## WHAT IS BEING ASKED
Your answer should be a single number: the count of lines in the material below that hold "load".

BEGIN

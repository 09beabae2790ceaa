//! Configuration management for simulation parameters.
//!
//! Strongly-typed sections that map to `config.toml`. Every field has a
//! default, so a file only needs to name what it overrides.
//!
//! ## Example `config.toml`
//!
//! ```toml
//! [world]
//! width = 1200
//! height = 800
//! seed = 42
//!
//! [brain]
//! hidden_layers = [16, 16]
//!
//! [evolution]
//! population_size = 12
//! crossover = "bytewise"
//! ```

use serde::{Deserialize, Serialize};
use std::f64::consts::PI;

/// Number of network outputs: left and right turning drive.
pub const BRAIN_OUTPUTS: usize = 2;
/// Number of object kinds a snake can tell apart (wall, snake, nibble).
pub const THING_KINDS: usize = 3;

/// Arena and resource configuration.
#[derive(Serialize, Deserialize, Debug, Clone, PartialEq)]
#[serde(default)]
pub struct WorldConfig {
    pub width: f64,
    pub height: f64,
    pub max_nibbles: usize,
    /// Nibbles spawned whenever a fresh generation is seeded.
    pub initial_nibbles: usize,
    /// Radius of snake heads and nibbles.
    pub circle_radius: f64,
    /// Nibbles bounce off walls inset by this much from every edge.
    pub nibble_wall_margin: f64,
    /// Clock units added per world update.
    pub tick_period: u64,
    pub seed: Option<u64>,
}

impl Default for WorldConfig {
    fn default() -> Self {
        Self {
            width: 300.0,
            height: 200.0,
            max_nibbles: 20,
            initial_nibbles: 4,
            circle_radius: 20.0,
            nibble_wall_margin: 50.0,
            tick_period: 8,
            seed: None,
        }
    }
}

/// Movement, perception and scoring constants of a snake.
#[derive(Serialize, Deserialize, Debug, Clone, PartialEq)]
#[serde(default)]
pub struct SnakeConfig {
    pub max_forward_speed: f64,
    /// Largest heading change per tick, in radians.
    pub max_angular_speed: f64,
    pub wall_collision_threshold: f64,
    pub max_sight_distance: f64,
    /// Angular extent of each side (left and right) of the view, in radians.
    pub field_of_view: f64,
    /// Bins per side of the view.
    pub fov_divisions: usize,
    pub nibble_bonus: f64,
    pub health_bonus: f64,
    pub health_decrement: f64,
    pub death_fade: f64,
    pub death_fade_step: f64,
    /// Extra overlap a head needs before it eats a nibble.
    pub eat_slack: f64,
    /// Body segments trail with inertia instead of a rigid chain.
    pub inertia: bool,
}

impl Default for SnakeConfig {
    fn default() -> Self {
        Self {
            max_forward_speed: 5.0,
            max_angular_speed: PI / 32.0,
            wall_collision_threshold: 4.0,
            max_sight_distance: 600.0,
            field_of_view: PI * 2.0 / 3.0,
            fov_divisions: 8,
            nibble_bonus: 20.0,
            health_bonus: 10.0,
            health_decrement: 0.02,
            death_fade: 180.0,
            death_fade_step: 0.6,
            eat_slack: 10.0,
            inertia: false,
        }
    }
}

/// Network topology between the fixed input and output stages.
#[derive(Serialize, Deserialize, Debug, Clone, PartialEq)]
#[serde(default)]
pub struct BrainConfig {
    pub hidden_layers: Vec<usize>,
    /// Mirror weights point-symmetrically, halving the genome.
    pub symmetric: bool,
}

impl Default for BrainConfig {
    fn default() -> Self {
        Self {
            hidden_layers: vec![16, 16],
            symmetric: false,
        }
    }
}

/// Crossover operator used when breeding replacements.
#[derive(Serialize, Deserialize, Debug, Clone, Copy, PartialEq, Eq, Default)]
#[serde(rename_all = "lowercase")]
pub enum CrossoverKind {
    Noise,
    Bitwise,
    #[default]
    Bytewise,
}

#[derive(Serialize, Deserialize, Debug, Clone, PartialEq)]
#[serde(default)]
pub struct EvolutionConfig {
    pub population_size: usize,
    /// Mating pool copies granted to the fittest snake.
    pub mating_pool_scale: f64,
    /// Mutation rate is this value divided by the peak fitness.
    pub mutation_pressure: f64,
    /// Clock units between two fitness timeline samples.
    pub timeline_interval: u64,
    pub crossover: CrossoverKind,
}

impl Default for EvolutionConfig {
    fn default() -> Self {
        Self {
            population_size: 8,
            mating_pool_scale: 100.0,
            mutation_pressure: 10.0,
            timeline_interval: 1000,
            crossover: CrossoverKind::Bytewise,
        }
    }
}

#[derive(Serialize, Deserialize, Debug, Clone, PartialEq)]
#[serde(default)]
pub struct AppConfig {
    pub world: WorldConfig,
    pub snake: SnakeConfig,
    pub brain: BrainConfig,
    pub evolution: EvolutionConfig,
    /// Wall-clock milliseconds between simulation ticks.
    pub target_tick_ms: u64,
}

impl Default for AppConfig {
    fn default() -> Self {
        Self {
            world: WorldConfig::default(),
            snake: SnakeConfig::default(),
            brain: BrainConfig::default(),
            evolution: EvolutionConfig::default(),
            target_tick_ms: 8,
        }
    }
}

impl AppConfig {
    /// Size of the input stage: one slot per bin, side and object kind.
    #[must_use]
    pub fn first_stage_size(&self) -> usize {
        self.snake.fov_divisions * 2 * THING_KINDS
    }

    /// Full stage size list, input first.
    #[must_use]
    pub fn stage_sizes(&self) -> Vec<usize> {
        let mut sizes = Vec::with_capacity(self.brain.hidden_layers.len() + 2);
        sizes.push(self.first_stage_size());
        sizes.extend_from_slice(&self.brain.hidden_layers);
        sizes.push(BRAIN_OUTPUTS);
        sizes
    }

    /// Validates all configuration parameters.
    ///
    /// Returns `Ok(())` if all parameters are valid, or `Err` with a description
    /// of the first validation failure.
    pub fn validate(&self) -> anyhow::Result<()> {
        // World validation
        anyhow::ensure!(self.world.width > 0.0, "World width must be positive");
        anyhow::ensure!(self.world.height > 0.0, "World height must be positive");
        anyhow::ensure!(
            self.world.circle_radius > 0.0,
            "Circle radius must be positive"
        );
        anyhow::ensure!(
            self.world.nibble_wall_margin >= 0.0,
            "Nibble wall margin must be non-negative"
        );
        anyhow::ensure!(
            self.world.initial_nibbles <= self.world.max_nibbles,
            "Initial nibbles exceed max nibbles"
        );
        anyhow::ensure!(self.world.tick_period > 0, "Tick period must be positive");

        // Snake validation
        anyhow::ensure!(
            self.snake.max_forward_speed > 0.0,
            "Max forward speed must be positive"
        );
        anyhow::ensure!(
            self.snake.max_angular_speed > 0.0,
            "Max angular speed must be positive"
        );
        anyhow::ensure!(
            self.snake.max_sight_distance > 0.0,
            "Max sight distance must be positive"
        );
        anyhow::ensure!(
            self.snake.field_of_view > 0.0 && self.snake.field_of_view <= PI,
            "Field of view must be in (0, π]"
        );
        anyhow::ensure!(self.snake.fov_divisions > 0, "FOV divisions must be positive");
        anyhow::ensure!(
            self.snake.health_bonus > 0.0,
            "Health bonus must be positive"
        );
        anyhow::ensure!(
            self.snake.health_decrement >= 0.0,
            "Health decrement must be non-negative"
        );
        anyhow::ensure!(
            self.snake.death_fade_step > 0.0,
            "Death fade step must be positive"
        );

        // Brain validation
        anyhow::ensure!(
            self.brain.hidden_layers.iter().all(|&s| s > 0),
            "Hidden layer sizes must be positive"
        );
        if self.brain.symmetric {
            anyhow::ensure!(
                self.brain.hidden_layers.iter().all(|&s| s % 2 == 0),
                "Symmetric networks need even hidden layer sizes"
            );
        }

        // Evolution validation
        anyhow::ensure!(
            self.evolution.population_size > 0,
            "Population size must be positive"
        );
        anyhow::ensure!(
            self.evolution.mating_pool_scale >= 1.0,
            "Mating pool scale must be at least 1"
        );
        anyhow::ensure!(
            self.evolution.mutation_pressure >= 0.0,
            "Mutation pressure must be non-negative"
        );
        anyhow::ensure!(
            self.evolution.timeline_interval > 0,
            "Timeline interval must be positive"
        );

        anyhow::ensure!(self.target_tick_ms > 0, "Target tick must be positive");
        anyhow::ensure!(
            self.target_tick_ms <= 1000,
            "Target tick too long (max 1000 ms)"
        );

        Ok(())
    }

    /// Parses and validates configuration from TOML text.
    pub fn from_toml(content: &str) -> anyhow::Result<Self> {
        let config = toml::from_str::<Self>(content)?;
        config.validate()?;
        Ok(config)
    }

    /// Digest of the behavior-relevant sections, for telling runs apart.
    #[must_use]
    pub fn fingerprint(&self) -> String {
        use sha2::{Digest, Sha256};
        let mut hasher = Sha256::new();
        hasher.update(format!("{:?}", self.world).as_bytes());
        hasher.update(format!("{:?}", self.snake).as_bytes());
        hasher.update(format!("{:?}", self.brain).as_bytes());
        hasher.update(format!("{:?}", self.evolution).as_bytes());
        hex::encode(hasher.finalize())
    }
}
use anyhow::{Context, Result, bail};
use chrono::{DateTime, SecondsFormat, Utc};
use clap::{Parser, Subcommand};
use std::path::PathBuf;

use meteo_core::{
    AcquisitionService, Config, ObservationStore, SqliteObservationStore, service_from_config,
};

use crate::render;

/// Top-level CLI struct.
#[derive(Debug, Parser)]
#[command(name = "meteo", version, about = "Weather acquisition CLI")]
pub struct Cli {
    /// Without a subcommand the interactive menu is shown.
    #[command(subcommand)]
    pub command: Option<Command>,
}

#[derive(Debug, Subcommand)]
pub enum Command {
    /// Fetch current weather for a coordinate; stored when a database is configured.
    Fetch {
        latitude: f64,
        longitude: f64,

        /// Language hint for the condition text and country name, e.g. "fr".
        #[arg(long)]
        lang: Option<String>,

        /// Print the station as JSON instead of the formatted report.
        #[arg(long)]
        json: bool,
    },

    /// List the station names stored in the database.
    Stations,

    /// List stored observation timestamps for a station.
    Dates { station: String },

    /// Show the stored observation for a station at a timestamp.
    Show {
        station: String,

        /// RFC 3339 timestamp, e.g. 2026-08-06T12:34:56Z.
        timestamp: DateTime<Utc>,
    },

    /// Fetch fresh weather for a station already in the database.
    Refetch {
        station: String,

        #[arg(long)]
        lang: Option<String>,
    },

    /// Interactively set the API key, service URLs and database path.
    Configure,
}

impl Cli {
    pub async fn run(self) -> Result<()> {
        match self.command {
            Some(command) => command.run().await,
            None => interactive_menu().await,
        }
    }
}

impl Command {
    pub async fn run(self) -> Result<()> {
        let config = Config::load()?;

        match self {
            Command::Fetch { latitude, longitude, lang, json } => {
                let service = service_from_config(&config)?;
                let lang = lang.or_else(|| config.lang.clone());
                fetch(&service, latitude, longitude, lang.as_deref(), json).await
            }
            Command::Stations => list_stations(&open_store(&config)?),
            Command::Dates { station } => list_dates(&open_store(&config)?, &station),
            Command::Show { station, timestamp } => {
                show_observation(&open_store(&config)?, &station, timestamp)
            }
            Command::Refetch { station, lang } => {
                let service = service_from_config(&config)?;
                let lang = lang.or_else(|| config.lang.clone());
                refetch(&service, &station, lang.as_deref()).await
            }
            Command::Configure => configure(config),
        }
    }
}

async fn fetch(
    service: &AcquisitionService,
    latitude: f64,
    longitude: f64,
    lang: Option<&str>,
    json: bool,
) -> Result<()> {
    let station = service.acquire_and_process(latitude, longitude, lang).await?;

    if json {
        println!("{}", serde_json::to_string_pretty(&station)?);
    } else {
        render::station_report(&station);
    }
    Ok(())
}

async fn refetch(service: &AcquisitionService, station: &str, lang: Option<&str>) -> Result<()> {
    let acquisition = service.acquire_for_known_station(station, lang).await?;
    render::station_report(&acquisition.station);
    Ok(())
}

/// The browse commands only need the database, not the API credentials.
fn open_store(config: &Config) -> Result<SqliteObservationStore> {
    let Some(path) = &config.database else {
        bail!(
            "No database configured.\n\
             Hint: run `meteo configure` and set a database path."
        );
    };
    SqliteObservationStore::open(path)
        .with_context(|| format!("Failed to open database: {}", path.display()))
}

fn list_stations(store: &SqliteObservationStore) -> Result<()> {
    let names = store.station_names()?;
    if names.is_empty() {
        println!("No stations stored yet.");
        return Ok(());
    }
    for name in names {
        println!("{name}");
    }
    Ok(())
}

fn list_dates(store: &SqliteObservationStore, station: &str) -> Result<()> {
    let timestamps = store.timestamps(station)?;
    if timestamps.is_empty() {
        println!("No observations stored for {station}.");
        return Ok(());
    }
    for timestamp in timestamps {
        println!("{}", timestamp.to_rfc3339_opts(SecondsFormat::Millis, true));
    }
    Ok(())
}

fn show_observation(
    store: &SqliteObservationStore,
    station: &str,
    timestamp: DateTime<Utc>,
) -> Result<()> {
    match store.find_observation(station, timestamp)? {
        Some(observation) => {
            println!(
                "Observation for {station} at {}:",
                observation.measured_at.to_rfc3339_opts(SecondsFormat::Millis, true)
            );
            render::observation_report(&observation);
        }
        None => println!("No observation stored for {station} at {timestamp}."),
    }
    Ok(())
}

fn configure(mut config: Config) -> Result<()> {
    let api_key = inquire::Text::new("OpenWeatherMap API key:")
        .with_initial_value(config.weather.api_key.as_deref().unwrap_or(""))
        .prompt()?;
    config.weather.api_key =
        if api_key.trim().is_empty() { None } else { Some(api_key.trim().to_string()) };

    config.weather.base_url = inquire::Text::new("Weather service URL:")
        .with_initial_value(&config.weather.base_url)
        .prompt()?;

    config.country.base_url = inquire::Text::new("Country service URL:")
        .with_initial_value(&config.country.base_url)
        .prompt()?;

    let current_db = config.database.as_ref().map(|p| p.display().to_string()).unwrap_or_default();
    let database = inquire::Text::new("Database path (empty to disable persistence):")
        .with_initial_value(&current_db)
        .prompt()?;
    config.database = {
        let trimmed = database.trim();
        if trimmed.is_empty() { None } else { Some(PathBuf::from(trimmed)) }
    };

    let lang = inquire::Text::new("Default language (e.g. fr, en):")
        .with_initial_value(config.lang.as_deref().unwrap_or("fr"))
        .prompt()?;
    config.lang = if lang.trim().is_empty() { None } else { Some(lang.trim().to_string()) };

    config.save()?;
    println!("Saved configuration to {}", Config::config_file_path()?.display());
    Ok(())
}

const MENU_FETCH: &str = "Fetch weather for coordinates";
const MENU_STATIONS: &str = "List saved stations";
const MENU_HISTORY: &str = "Browse observation history";
const MENU_REFETCH: &str = "Refetch a saved station";
const MENU_CONFIGURE: &str = "Configure";
const MENU_QUIT: &str = "Quit";

async fn interactive_menu() -> Result<()> {
    loop {
        let choice = inquire::Select::new(
            "meteo",
            vec![MENU_FETCH, MENU_STATIONS, MENU_HISTORY, MENU_REFETCH, MENU_CONFIGURE, MENU_QUIT],
        )
        .prompt()?;

        if choice == MENU_QUIT {
            return Ok(());
        }

        // A failed action reports and returns to the menu.
        if let Err(err) = run_menu_choice(choice).await {
            eprintln!("Error: {err:#}");
        }
    }
}

async fn run_menu_choice(choice: &str) -> Result<()> {
    let config = Config::load()?;

    match choice {
        MENU_FETCH => {
            let latitude = inquire::CustomType::<f64>::new("Latitude:").prompt()?;
            let longitude = inquire::CustomType::<f64>::new("Longitude:").prompt()?;
            let service = service_from_config(&config)?;
            fetch(&service, latitude, longitude, config.lang.as_deref(), false).await
        }
        MENU_STATIONS => list_stations(&open_store(&config)?),
        MENU_HISTORY => browse_history(&open_store(&config)?),
        MENU_REFETCH => {
            let store = open_store(&config)?;
            let names = store.station_names()?;
            if names.is_empty() {
                println!("No stations stored yet.");
                return Ok(());
            }
            let station = inquire::Select::new("Station:", names).prompt()?;
            let service = service_from_config(&config)?;
            refetch(&service, &station, config.lang.as_deref()).await
        }
        MENU_CONFIGURE => configure(config),
        _ => Ok(()),
    }
}

fn browse_history(store: &SqliteObservationStore) -> Result<()> {
    let names = store.station_names()?;
    if names.is_empty() {
        println!("No stations stored yet.");
        return Ok(());
    }
    let station = inquire::Select::new("Station:", names).prompt()?;

    let timestamps = store.timestamps(&station)?;
    if timestamps.is_empty() {
        println!("No observations stored for {station}.");
        return Ok(());
    }

    let rendered: Vec<String> = timestamps
        .iter()
        .map(|ts| ts.to_rfc3339_opts(SecondsFormat::Millis, true))
        .collect();
    let picked = inquire::Select::new("Observation:", rendered).raw_prompt()?;

    show_observation(store, &station, timestamps[picked.index])
}
use crate::{error::ProviderError, model::Station};
use async_trait::async_trait;
use std::fmt::Debug;

pub mod openweather;

/// Source of current-weather observations.
///
/// One invocation performs one outbound call. The returned station carries
/// exactly one observation, and a country holding only its code: resolving
/// the display name is the caller's job, not the provider's.
#[async_trait]
pub trait WeatherProvider: Send + Sync + Debug {
    async fn fetch(
        &self,
        latitude: f64,
        longitude: f64,
        lang: Option<&str>,
    ) -> Result<Station, ProviderError>;
}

END

## COMPLETED TASK
2